Zbigniew Ziobro zaliczył spektakularną porażkę w sporze sądowym z senatorem Krzysztofem Brejzą.

Sprawa dotyczy śledztwa smoleńskiego. Sprawa ciągnie się od 2019 r. i dotyczy dostępu do informacji publicznej. Czy prokurator generalny zastosuje się do wyroku sądu?

Umiędzynarodowienie katastrofy smoleńskiej

O orzeczeniu sądu pisze “Rzeczpospolita”.

Sprawa dotyczy zapowiadanego przez Prawo i Sprawiedliwość umiędzynarodowienia śledztwa smoleńskiego. W 2019 roku w Prokuraturze Krajowej powołano Międzynarodowy Zespół Biegłych. W ramach jego działania powołano grupy zajmujące się medycyną sądową oraz przebiegiem i przyczyną katastrofy.


W skład pierwszego mieli wejść naukowcy z Polski, Portugalii, Danii i Szwajcarii, a drugiego: Stanów Zjednoczonych, Irlandii, Wielkiej Brytanii i Węgier. Nie podano jednak ich nazwisk.

A one, tak jak i doświadczenie poszczególnych osób w badaniu katastrof lotniczych, są kluczowe – mówi senator Brejza.

Brejza idzie do sądu

Krzysztof Brejza zwrócił się w 2019 r. do Prokuratora Generalnego o udzielenie m.in. informacji dotyczącej nazwisk osób wchodzących w skład zespołu.
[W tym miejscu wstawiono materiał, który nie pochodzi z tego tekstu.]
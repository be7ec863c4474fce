//! Tracing subscriber setup.

use crate::config::RewindConfig;
use anyhow::{Context, Result};
use tracing_subscriber::EnvFilter;

fn env_filter(fallback: &str) -> EnvFilter {
    EnvFilter::try_from_default_env().unwrap_or_else(|_| EnvFilter::new(fallback))
}

/// Sends logs to the configured file so they never draw over the UI.
pub fn init_file_logging(config: &RewindConfig) -> Result<()> {
    let log_file = std::fs::File::create(config.log_file()).with_context(|| {
        format!("Failed to create log file {}", config.log_file().display())
    })?;
    let _ = tracing_subscriber::fmt()
        .with_env_filter(env_filter(config.log_filter()))
        .with_writer(std::sync::Arc::new(log_file))
        .with_ansi(false)
        .try_init(); // Don't panic if already initialized
    Ok(())
}

/// Sends logs to stderr, keeping stdout for command output.
pub fn init_stderr_logging(config: &RewindConfig) {
    let _ = tracing_subscriber::fmt()
        .with_env_filter(env_filter(config.log_filter()))
        .with_writer(std::io::stderr)
        .try_init();
}
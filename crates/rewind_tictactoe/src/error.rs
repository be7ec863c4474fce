//! Error types for the game timeline.

use derive_more::{Display, Error};

/// Errors raised by navigating the move history.
///
/// Placing a mark never fails: an illegal placement is ignored and
/// reported through [`MoveOutcome`](crate::MoveOutcome) instead.
#[derive(Debug, Clone, Copy, PartialEq, Eq, Display, Error)]
pub enum TimelineError {
    /// The requested step lies past the end of the history.
    #[display("Step {step} is out of range (last step is {last})")]
    StepOutOfRange {
        /// Requested step.
        step: usize,
        /// Index of the newest snapshot.
        last: usize,
    },
}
W odpowiedzi na prośbę senatora, prokuratura zasłoniła się “potrzebą zabezpieczenia prawidłowego toku postępowania” i odmówiła udzielenia informacji.
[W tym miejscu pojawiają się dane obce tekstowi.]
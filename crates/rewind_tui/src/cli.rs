//! Command-line interface for rewind.

use crate::config::DEFAULT_CONFIG_PATH;
use clap::{Parser, Subcommand};
use std::path::PathBuf;

/// Rewind - tic-tac-toe with a move list you can travel back through
#[derive(Parser, Debug)]
#[command(name = "rewind")]
#[command(about = "Two-player tic-tac-toe with time travel", long_about = None)]
#[command(version)]
pub struct Cli {
    /// Path to the TOML configuration file
    #[arg(short, long, global = true, default_value = DEFAULT_CONFIG_PATH)]
    pub config: PathBuf,

    /// Subcommand to run (defaults to `play`)
    #[command(subcommand)]
    pub command: Option<Command>,
}

/// Available commands
#[derive(Subcommand, Debug, Clone, PartialEq, Eq)]
pub enum Command {
    /// Play in the terminal
    Play {
        /// Open with the move list newest-first
        #[arg(long)]
        descending: bool,
    },

    /// Apply a sequence of moves and print the resulting view
    Replay {
        /// Comma-separated cell indices, 0-8 in row-major order
        cells: String,

        /// Jump to this step before printing
        #[arg(long)]
        jump: Option<usize>,

        /// Print the move list newest-first
        #[arg(long)]
        descending: bool,
    },
}

impl Default for Command {
    fn default() -> Self {
        Command::Play { descending: false }
    }
}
Brejza złożył skargę na bezczynność do Wojewódzkiego Sądu Administracyjnego i wygrał sprawę pod koniec lipca 2019 roku. Zbigniew Ziobro złożył skargę kasacyjną do Naczelnego Sądu Administracyjnego i po raz kolejny znalazł się na deskach. NSA oddalił skargę 23 września.

Teraz zasadnicze pytanie brzmi, czy prokuratura ujawni dane ekspertów. To wcale nie jest takie pewne.

Orzeczenie sądu administracyjnego dotyczyło zobowiązania do rozpatrzenia wniosku, a nie do udzielenia informacji – mówi rzecznik Prokuratury Krajowej.